**Task requirements:**
Retype each entry below, keeping every character the same.

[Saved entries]
use std::collections::BTreeMap;

/// Intermediate representation for parsed JVM classes and methods.
#[derive(Clone, Debug)]
pub(crate) struct Class {
    /// Canonical name, e.g. `com.example.Outer$Inner`.
    pub(crate) name: String,
    pub(crate) super_name: Option<String>,
    pub(crate) interfaces: Vec<String>,
    pub(crate) annotations: Vec<AnnotationUse>,
    pub(crate) fields: Vec<Field>,
    pub(crate) methods: Vec<Method>,
    pub(crate) constants: ConstantTable,
    /// Targets of the class's bootstrap methods, in declaration order.
    pub(crate) bootstrap_targets: Vec<Option<MemberRef>>,
    /// Whether the class came from a project location (scanned for resources)
    /// as opposed to a classpath location (type resolution only).
    pub(crate) from_project: bool,
}

impl Class {
    /// Synthetic empty record substituted for unresolvable names.
    pub(crate) fn synthetic(name: &str) -> Self {
        Self {
            name: name.to_string(),
            super_name: None,
            interfaces: Vec::new(),
            annotations: Vec::new(),
            fields: Vec::new(),
            methods: Vec::new(),
            constants: ConstantTable::default(),
            bootstrap_targets: Vec::new(),
            from_project: false,
        }
    }

    /// Enum classes are recognized by their superclass; the schema for an
    /// enum value is always the plain string schema.
    pub(crate) fn is_enum(&self) -> bool {
        self.super_name.as_deref() == Some("java.lang.Enum")
    }
}

/// Field definition for a class.
#[derive(Clone, Debug)]
pub(crate) struct Field {
    pub(crate) name: String,
    pub(crate) descriptor: String,
    pub(crate) signature: Option<String>,
    pub(crate) access: FieldAccess,
    pub(crate) annotations: Vec<AnnotationUse>,
}

/// Field access flags used for introspection relevance.
#[derive(Clone, Copy, Debug, Default)]
pub(crate) struct FieldAccess {
    pub(crate) is_public: bool,
    pub(crate) is_static: bool,
    pub(crate) is_transient: bool,
}

/// Intermediate representation for a method and its bytecode.
#[derive(Clone, Debug)]
pub(crate) struct Method {
    pub(crate) name: String,
    pub(crate) descriptor: String,
    pub(crate) signature: Option<String>,
    pub(crate) access: MethodAccess,
    pub(crate) annotations: Vec<AnnotationUse>,
    /// Annotations per declared parameter, empty when the attribute is absent.
    pub(crate) parameter_annotations: Vec<Vec<AnnotationUse>>,
    pub(crate) bytecode: Vec<u8>,
    /// Slot to descriptor, from the LocalVariableTable when present.
    pub(crate) local_types: BTreeMap<u16, String>,
}

/// Method access flags used for extraction filtering.
#[derive(Clone, Copy, Debug, Default)]
pub(crate) struct MethodAccess {
    pub(crate) is_public: bool,
    pub(crate) is_static: bool,
    pub(crate) is_abstract: bool,
    pub(crate) is_synthetic: bool,
}

/// A use of an annotation on a class, member, or parameter.
#[derive(Clone, Debug, PartialEq)]
pub(crate) struct AnnotationUse {
    /// Canonical annotation type name, e.g. `jakarta.ws.rs.Path`.
    pub(crate) type_name: String,
    pub(crate) values: BTreeMap<String, AnnotationValue>,
}

impl AnnotationUse {
    pub(crate) fn string_value(&self, key: &str) -> Option<&str> {
        match self.values.get(key) {
            Some(AnnotationValue::Str(value)) => Some(value),
            _ => None,
        }
    }

    pub(crate) fn string_values(&self, key: &str) -> Vec<String> {
        match self.values.get(key) {
            Some(AnnotationValue::Str(value)) => vec![value.clone()],
            Some(AnnotationValue::List(values)) => values
                .iter()
                .filter_map(|value| match value {
                    AnnotationValue::Str(value) => Some(value.clone()),
                    _ => None,
                })
                .collect(),
            _ => Vec::new(),
        }
    }
}

/// Annotation element value, limited to the shapes the vocabulary uses.
#[derive(Clone, Debug, PartialEq)]
pub(crate) enum AnnotationValue {
    Str(String),
    Int(i64),
    Bool(bool),
    EnumConst { type_name: String, constant: String },
    ClassRef(String),
    List(Vec<AnnotationValue>),
}

/// Member reference resolved from the constant pool.
#[derive(Clone, Debug, PartialEq, Eq, PartialOrd, Ord)]
pub(crate) struct MemberRef {
    /// Canonical owner class name.
    pub(crate) owner: String,
    pub(crate) name: String,
    pub(crate) descriptor: String,
}

/// Constant pool lowered to the entries the decoder consumes.
#[derive(Clone, Debug, Default)]
pub(crate) struct ConstantTable {
    entries: Vec<ConstEntry>,
}

/// Resolved constant pool entry.
#[derive(Clone, Debug, Default, PartialEq)]
pub(crate) enum ConstEntry {
    #[default]
    Unused,
    Utf8(String),
    Int(i32),
    Long(i64),
    Float(f32),
    Double(f64),
    Str(String),
    ClassRef(String),
    FieldRef(MemberRef),
    MethodRef {
        member: MemberRef,
        interface: bool,
    },
    /// Invokedynamic call site: index into the bootstrap method table plus
    /// the dynamic name-and-type of the call site.
    Dynamic {
        bootstrap_index: u16,
        name: String,
        descriptor: String,
    },
}

impl ConstantTable {
    pub(crate) fn new(entries: Vec<ConstEntry>) -> Self {
        Self { entries }
    }

    pub(crate) fn get(&self, index: u16) -> &ConstEntry {
        static UNUSED: ConstEntry = ConstEntry::Unused;
        self.entries.get(index as usize).unwrap_or(&UNUSED)
    }
}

**Finished exercise:**
use std::collections::BTreeMap;

/// Intermediate representation for parsed JVM classes and methods.
#[derive(Clone, Debug)]
pub(crate) struct Class {
    /// Canonical name, e.g. `com.example.Outer$Inner`.
    pub(crate) name: String,
    pub(crate) super_name: Option<String>,
    pub(crate) interfaces: Vec<String>,
    pub(crate) annotations: Vec<AnnotationUse>,
    pub(crate) fields: Vec<Field>,
    pub(crate) methods: Vec<Method>,
    pub(crate) constants: ConstantTable,
    /// Targets of the class's bootstrap methods, in declaration order.
    pub(crate) bootstrap_targets: Vec<Option<MemberRef>>,
    /// Whether the class came from a project location (scanned for resources)
    /// as opposed to a classpath location (type resolution only).
    pub(crate) from_project: bool,
}

impl Class {
    /// Synthetic empty record substituted for unresolvable names.
    pub(crate) fn synthetic(name: &str) -> Self {
        Self {
            name: name.to_string(),
            super_name: None,
            interfaces: Vec::new(),
            annotations: Vec::new(),
            fields: Vec::new(),
            methods: Vec::new(),
            constants: ConstantTable::default(),
            bootstrap_targets: Vec::new(),
            from_project: false,
        }
    }

    /// Enum classes are recognized by their superclass; the schema for an
    /// enum value is always the plain string schema.
    pub(crate) fn is_enum(&self) -> bool {
        self.super_name.as_deref() == Some("java.lang.Enum")
    }
}

/// Field definition for a class.
#[derive(Clone, Debug)]
pub(crate) struct Field {
    pub(crate) name: String,
    pub(crate) descriptor: String,
    pub(crate) signature: Option<String>,
    pub(crate) access: FieldAccess,
    pub(crate) annotations: Vec<AnnotationUse>,
}

/// Field access flags used for introspection relevance.
#[derive(Clone, Copy, Debug, Default)]
pub(crate) struct FieldAccess {
    pub(crate) is_public: bool,
    pub(crate) is_static: bool,
    pub(crate) is_transient: bool,
}

/// Intermediate representation for a method and its bytecode.
#[derive(Clone, Debug)]
pub(crate) struct Method {
    pub(crate) name: String,
    pub(crate) descriptor: String,
    pub(crate) signature: Option<String>,
    pub(crate) access: MethodAccess,
    pub(crate) annotations: Vec<AnnotationUse>,
    /// Annotations per declared parameter, empty when the attribute is absent.
    pub(crate) parameter_annotations: Vec<Vec<AnnotationUse>>,
    pub(crate) bytecode: Vec<u8>,
    /// Slot to descriptor, from the LocalVariableTable when present.
    pub(crate) local_types: BTreeMap<u16, String>,
}

/// Method access flags used for extraction filtering.
#[derive(Clone, Copy, Debug, Default)]
pub(crate) struct MethodAccess {
    pub(crate) is_public: bool,
    pub(crate) is_static: bool,
    pub(crate) is_abstract: bool,
    pub(crate) is_synthetic: bool,
}

/// A use of an annotation on a class, member, or parameter.
#[derive(Clone, Debug, PartialEq)]
pub(crate) struct AnnotationUse {
    /// Canonical annotation type name, e.g. `jakarta.ws.rs.Path`.
    pub(crate) type_name: String,
    pub(crate) values: BTreeMap<String, AnnotationValue>,
}

impl AnnotationUse {
    pub(crate) fn string_value(&self, key: &str) -> Option<&str> {
        match self.values.get(key) {
            Some(AnnotationValue::Str(value)) => Some(value),
            _ => None,
        }
    }

    pub(crate) fn string_values(&self, key: &str) -> Vec<String> {
        match self.values.get(key) {
            Some(AnnotationValue::Str(value)) => vec![value.clone()],
            Some(AnnotationValue::List(values)) => values
                .iter()
                .filter_map(|value| match value {
                    AnnotationValue::Str(value) => Some(value.clone()),
                    _ => None,
                })
                .collect(),
            _ => Vec::new(),
        }
    }
}

/// Annotation element value, limited to the shapes the vocabulary uses.
#[derive(Clone, Debug, PartialEq)]
pub(crate) enum AnnotationValue {
    Str(String),
    Int(i64),
    Bool(bool),
    EnumConst { type_name: String, constant: String },
    ClassRef(String),
    List(Vec<AnnotationValue>),
}

/// Member reference resolved from the constant pool.
#[derive(Clone, Debug, PartialEq, Eq, PartialOrd, Ord)]
pub(crate) struct MemberRef {
    /// Canonical owner class name.
    pub(crate) owner: String,
    pub(crate) name: String,
    pub(crate) descriptor: String,
}

/// Constant pool lowered to the entries the decoder consumes.
#[derive(Clone, Debug, Default)]
pub(crate) struct ConstantTable {
    entries: Vec<ConstEntry>,
}

/// Resolved constant pool entry.
#[derive(Clone, Debug, Default, PartialEq)]
pub(crate) enum ConstEntry {
    #[default]
    Unused,
    Utf8(String),
    Int(i32),
    Long(i64),
    Float(f32),
    Double(f64),
    Str(String),
    ClassRef(String),
    FieldRef(MemberRef),
    MethodRef {
        member: MemberRef,
        interface: bool,
    },
    /// Invokedynamic call site: index into the bootstrap method table plus
    /// the dynamic name-and-type of the call site.
    Dynamic {
        bootstrap_index: u16,
        name: String,
        descriptor: String,
    },
}

impl ConstantTable {
    pub(crate) fn new(entries: Vec<ConstEntry>) -> Self {
        Self { entries }
    }

    pub(crate) fn get(&self, index: u16) -> &ConstEntry {
        static UNUSED: ConstEntry = ConstEntry::Unused;
        self.entries.get(index as usize).unwrap_or(&UNUSED)
    }
}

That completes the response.